I can't commit to taking on more baby rats so am looking for a friend of a similar age or older. Either to come and live with her or for her to move in with. 
I'd be able to travel a reasonable distance if there was a good home/friend available. 

Is there anyone in SW England on here who could help? (Essex is also an option as I travel there sometimes) 

Thanks
Jane


----------



## SonicRat (Jun 30, 2021)

Hi there,I am in Harwich,North East Essex,I would be happy to give her a forever home with my 5 girls.


----------



## Ilse&Lila (Aug 11, 2020)

SonicRat said:


> Hi there,I am in Harwich,North East Essex,I would be happy to give her a forever home with my 5 girls.


That would be amazing!! I am planning to come to Clacton 24 - 27 October so could bring her up. If I brought her straight to you then I'd have 3 days to sort anything out just in case. 

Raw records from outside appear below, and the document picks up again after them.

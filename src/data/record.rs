//! Column names of the sales export and the row view of the normalized table.

use polars::prelude::*;
use serde::Serialize;

pub const PRODUCT_NAME: &str = "product_name";
pub const CATEGORY: &str = "category";
pub const MAIN_CATEGORY: &str = "main_category";
pub const DISCOUNTED_PRICE: &str = "discounted_price";
pub const ACTUAL_PRICE: &str = "actual_price";
pub const DISCOUNT_PERCENTAGE: &str = "discount_percentage";
pub const RATING: &str = "rating";
pub const RATING_COUNT: &str = "rating_count";
pub const ESTIMATED_SALES: &str = "estimated_sales";

/// Columns the source file must provide.
pub const REQUIRED_COLUMNS: [&str; 7] = [
    PRODUCT_NAME,
    CATEGORY,
    DISCOUNTED_PRICE,
    ACTUAL_PRICE,
    DISCOUNT_PERCENTAGE,
    RATING,
    RATING_COUNT,
];

/// Column order of the normalized table. Extra source columns follow these.
pub const NORMALIZED_COLUMNS: [&str; 9] = [
    PRODUCT_NAME,
    CATEGORY,
    MAIN_CATEGORY,
    DISCOUNTED_PRICE,
    ACTUAL_PRICE,
    DISCOUNT_PERCENTAGE,
    RATING,
    RATING_COUNT,
    ESTIMATED_SALES,
];

/// One normalized row. `None` marks a missing value.
#[derive(Debug, Clone, PartialEq, Serialize)]
pub struct ProductRecord {
    pub product_name: String,
    pub category: Option<String>,
    pub main_category: Option<String>,
    pub discounted_price: Option<f64>,
    pub actual_price: Option<f64>,
    pub discount_percentage: Option<f64>,
    pub rating: Option<f64>,
    pub rating_count: Option<f64>,
    pub estimated_sales: Option<f64>,
}

impl ProductRecord {
    /// Materialize every row of a normalized DataFrame.
    pub fn from_dataframe(df: &DataFrame) -> PolarsResult<Vec<Self>> {
        let names = df.column(PRODUCT_NAME)?.str()?;
        let categories = df.column(CATEGORY)?.str()?;
        let main_categories = df.column(MAIN_CATEGORY)?.str()?;
        let discounted = df.column(DISCOUNTED_PRICE)?.f64()?;
        let actual = df.column(ACTUAL_PRICE)?.f64()?;
        let discount = df.column(DISCOUNT_PERCENTAGE)?.f64()?;
        let rating = df.column(RATING)?.f64()?;
        let rating_count = df.column(RATING_COUNT)?.f64()?;
        let sales = df.column(ESTIMATED_SALES)?.f64()?;

        let records = (0..df.height())
            .map(|i| ProductRecord {
                product_name: names.get(i).unwrap_or_default().to_string(),
                category: categories.get(i).map(str::to_string),
                main_category: main_categories.get(i).map(str::to_string),
                discounted_price: discounted.get(i),
                actual_price: actual.get(i),
                discount_percentage: discount.get(i),
                rating: rating.get(i),
                rating_count: rating_count.get(i),
                estimated_sales: sales.get(i),
            })
            .collect();

        Ok(records)
    }
}
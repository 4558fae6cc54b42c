use pretty_assertions::assert_eq;
use sales_dashboard::data::{DataLoader, LoaderError, NormalizeOptions};
use sales_dashboard::stats::{DashboardSummary, ScatterFilter, StatsCalculator};
use std::io::Write;
use tempfile::NamedTempFile;

const HEADER: &str = "product_id,product_name,category,discounted_price,actual_price,discount_percentage,rating,rating_count";

fn write_csv(header: &str, rows: &[&str]) -> NamedTempFile {
    let mut file = tempfile::Builder::new().suffix(".csv").tempfile().unwrap();
    writeln!(file, "{header}").unwrap();
    for row in rows {
        writeln!(file, "{row}").unwrap();
    }
    file.flush().unwrap();
    file
}

fn sample_export() -> NamedTempFile {
    write_csv(
        HEADER,
        &[
            r#"B07JW9H4J1,"Wayona Nylon Braided USB-C Cable",Electronics|Accessories|Cables,"₹1,099","₹1,999",45%,4.2,"24,269""#,
            r#"B098NS6PVG,"Ambrane 60W Charger",Electronics|Accessories|Chargers,₹199,₹349,43%,—,"43,994""#,
            r#"B096MSW6CT,"Sounce Fast Phone Charging Cable",Computers&Accessories|Accessories&Peripherals|Cables,₹329,₹699,53%,3.9,"7,928""#,
            r#"B08HDJ86NZ,"Pigeon Kettle",Home&Kitchen|Kitchen&HomeAppliances|Kettles,₹649,₹799,19%,4.1,"1,234""#,
            r#"B0B3RRWSF6,"Orient Fan",Home&Kitchen|Heating,"₹1,299","₹1,999",35%,4.0,"#,
        ],
    )
}

#[test]
fn loads_and_normalizes_reference_row() {
    let file = sample_export();
    let dataset = DataLoader::default().load_csv(file.path()).unwrap();

    assert_eq!(dataset.row_count(), 5);

    let cable = &dataset.records().unwrap()[0];
    assert_eq!(cable.product_name, "Wayona Nylon Braided USB-C Cable");
    assert_eq!(cable.discounted_price, Some(1099.0));
    assert_eq!(cable.actual_price, Some(1999.0));
    assert_eq!(cable.discount_percentage, Some(45.0));
    assert_eq!(cable.rating, Some(4.2));
    assert_eq!(cable.rating_count, Some(24269.0));
    assert_eq!(cable.main_category.as_deref(), Some("Electronics"));
    assert_eq!(cable.estimated_sales, Some(26_671_631.0));
}

#[test]
fn extra_columns_survive_normalization() {
    let file = sample_export();
    let dataset = DataLoader::default().load_csv(file.path()).unwrap();

    assert!(dataset.dataframe().column("product_id").is_ok());
}

#[test]
fn unparseable_rating_is_missing_but_row_still_counts() {
    let file = sample_export();
    let dataset = DataLoader::default().load_csv(file.path()).unwrap();
    let df = dataset.dataframe();

    let charger = &dataset.records().unwrap()[1];
    assert_eq!(charger.rating, None);
    assert_eq!(charger.estimated_sales, Some(199.0 * 43994.0));

    let metrics = StatsCalculator::headline_metrics(df).unwrap();
    let expected_rating = (4.2 + 3.9 + 4.1 + 4.0) / 4.0;
    assert!((metrics.average_rating.unwrap() - expected_rating).abs() < 1e-9);
    assert_eq!(
        metrics.total_reviews,
        24269.0 + 43994.0 + 7928.0 + 1234.0
    );

    // still part of the Electronics sales slice
    let electronics = StatsCalculator::sales_by_category(df)
        .unwrap()
        .into_iter()
        .find(|g| g.label() == "Electronics")
        .unwrap();
    assert_eq!(electronics.estimated_sales, 26_671_631.0 + 199.0 * 43994.0);

    // but not part of the scatter set
    let points = StatsCalculator::scatter_points(df, ScatterFilter::default()).unwrap();
    assert!(points.iter().all(|p| p.product_name != "Ambrane 60W Charger"));
}

#[test]
fn blank_rating_count_leaves_sales_missing() {
    let file = sample_export();
    let dataset = DataLoader::default().load_csv(file.path()).unwrap();

    let fan = &dataset.records().unwrap()[4];
    assert_eq!(fan.rating_count, None);
    assert_eq!(fan.estimated_sales, None);
}

#[test]
fn summary_partitions_sales_and_filters_scatter() {
    let file = sample_export();
    let dataset = DataLoader::default().load_csv(file.path()).unwrap();
    let summary = DashboardSummary::compute(&dataset, ScatterFilter::default()).unwrap();

    let grouped: f64 = summary
        .sales_by_category
        .iter()
        .map(|g| g.estimated_sales)
        .sum();
    assert!((grouped - summary.metrics.total_estimated_sales).abs() < 1e-6);

    let names: Vec<&str> = summary
        .scatter
        .iter()
        .map(|p| p.product_name.as_str())
        .collect();
    // kettle is at 19%, fan has no sales, charger has no rating
    assert_eq!(
        names,
        vec!["Wayona Nylon Braided USB-C Cable", "Sounce Fast Phone Charging Cable"]
    );
    assert!(summary.trend.is_some());
}

#[test]
fn missing_column_is_fatal() {
    let file = write_csv(
        "product_name,category,discounted_price,actual_price,discount_percentage,rating",
        &["Cable,Electronics,₹10,₹20,50%,4.0"],
    );

    let err = DataLoader::default().load_csv(file.path()).unwrap_err();
    match err {
        LoaderError::MissingColumn(column) => assert_eq!(column, "rating_count"),
        other => panic!("unexpected error: {other}"),
    }
}

#[test]
fn malformed_price_is_fatal_with_context() {
    let file = write_csv(
        HEADER,
        &[
            r#"A,Cable,Electronics,₹10,₹20,50%,4.0,5"#,
            r#"B,Charger,Electronics,₹ten,₹20,50%,4.0,5"#,
        ],
    );

    let err = DataLoader::default().load_csv(file.path()).unwrap_err();
    match err {
        LoaderError::MalformedInput { column, row, value } => {
            assert_eq!(column, "discounted_price");
            assert_eq!(row, 2);
            assert_eq!(value, "₹ten");
        }
        other => panic!("unexpected error: {other}"),
    }
}

#[test]
fn malformed_percentage_is_fatal() {
    let file = write_csv(HEADER, &[r#"A,Cable,Electronics,₹10,₹20,half,4.0,5"#]);

    let err = DataLoader::default().load_csv(file.path()).unwrap_err();
    assert!(matches!(err, LoaderError::MalformedInput { ref column, .. } if column == "discount_percentage"));
}

#[test]
fn bare_currency_symbol_is_fatal() {
    let file = write_csv(
        HEADER,
        &[
            r#"A,Cable,Electronics,₹10,₹20,50%,4.0,5"#,
            r#"B,Charger,Electronics,₹,₹20,50%,4.0,5"#,
        ],
    );

    let err = DataLoader::default().load_csv(file.path()).unwrap_err();
    match err {
        LoaderError::MalformedInput { column, row, value } => {
            assert_eq!(column, "discounted_price");
            assert_eq!(row, 2);
            assert_eq!(value, "₹");
        }
        other => panic!("unexpected error: {other}"),
    }
}

#[test]
fn missing_file_is_reported() {
    let dir = tempfile::tempdir().unwrap();
    let err = DataLoader::default()
        .load_csv(&dir.path().join("amazon.csv"))
        .unwrap_err();

    assert!(matches!(err, LoaderError::NotFound(_)));
}

#[test]
fn currency_symbol_is_configurable() {
    let file = write_csv(HEADER, &[r#"A,Cable,Electronics,"$1,250.50",$2000,37%,4.5,"1,000""#]);
    let options = NormalizeOptions {
        currency_symbol: "$".to_string(),
        thousands_separator: ",".to_string(),
    };

    let dataset = DataLoader::new(options).load_csv(file.path()).unwrap();
    let record = &dataset.records().unwrap()[0];

    assert_eq!(record.discounted_price, Some(1250.5));
    assert_eq!(record.actual_price, Some(2000.0));
    assert_eq!(record.estimated_sales, Some(1_250_500.0));
}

She's quite a dominant personality and has always ruled the roost so going into a bigger established group might help her. I'll attach a photo. 

Shall we swap numbers (assume we can do that on this forum) and can send more info? 

Thank you so much!!


----------



## SonicRat (Jun 30, 2021)

She is adorable,what is her name? I have a motley crew of nutty young does around the same age as her with no clear alpha in charge so a young Queen Rat would be an ideal addition! She would have a great life with us.I work part time,on a work day they are free ranged for an hour in the mornng and 2 hours in the evening on the big landing where they live and for weekends and days off they freerange in a spare room that I use as a rat play room for 6 to 8 hours a day.I have 16 years experience of sharing my life with rats and earn enough money not to have to worry about vet bills.
The only problem is that week is half term so I am away on holiday for a week,back home on Sat 30 October. Hope we can work something out,seems fated when you are visiting Clacton-on-Sea which is only a 30 mon drive from here😉
I have sent you a private message via this forum with my details.


----------



## SonicRat (Jun 30, 2021)

Well,Ilse has just arrived!She is settling in the intro cage with some new smells,a t shirt smelling of me and my girls and I have put some of her bedding in my girls cage.I have had some fooffing and kisses off her,she seems very relaxed and confident despite her 7 hour car journey.I wasnt going to let any of mine in the rat room yet but Savage and Echo have snuck in.All is calm so I am letting them go in and say hello.They are more interested in Ilses food than her!


----------



## SonicRat (Jun 30, 2021)

Things are going so well that I am trying the first intro already.Ilses previous owner said she is a dominant personality type which my lot need as they are all betas and seem a bit of an aimless group with no obvious leader.Sure enough they all are showing no territorial aggression at all and are folllowing her around like groupies kissing her butt whilst she is a little puffy and has slammed down a couple of them but the scuffles have been over in 4 seconds.I think it looks like she may be moving in already.


----------



## SonicRat (Jun 30, 2021)

Well 2 hours later and all is well.I am sharing some of my breakfast of avocado and toasted rye with them and will put Ilse in the main cage.Phew,intros are always nerve wracking and I am so glad this was a quick one as I wanted to take them all on holiday with me in 3 weeks.I really love Ilse already and feel bonded to her.She is a really affectionate girlie and is really confident,having come from a loving home makes all the difference with rescues.


----------



## SonicRat (Jun 30, 2021)

Ilse is a strange rat.She is really willfull and a little anti social with other rats.At freerange she took herself back to the intro cage for some alone time.I did wonder whether I should leave her there all night but decided it was in her best interest to keep her integrated with the group so I put her back in the main cage so they could have dinner together and rewarded her with a yoggie.After dinner I found this,Ilse giving Dust a chin groom in the baby hat.I am so glad Dust has found a friend as she is a no mates outsider too.


----------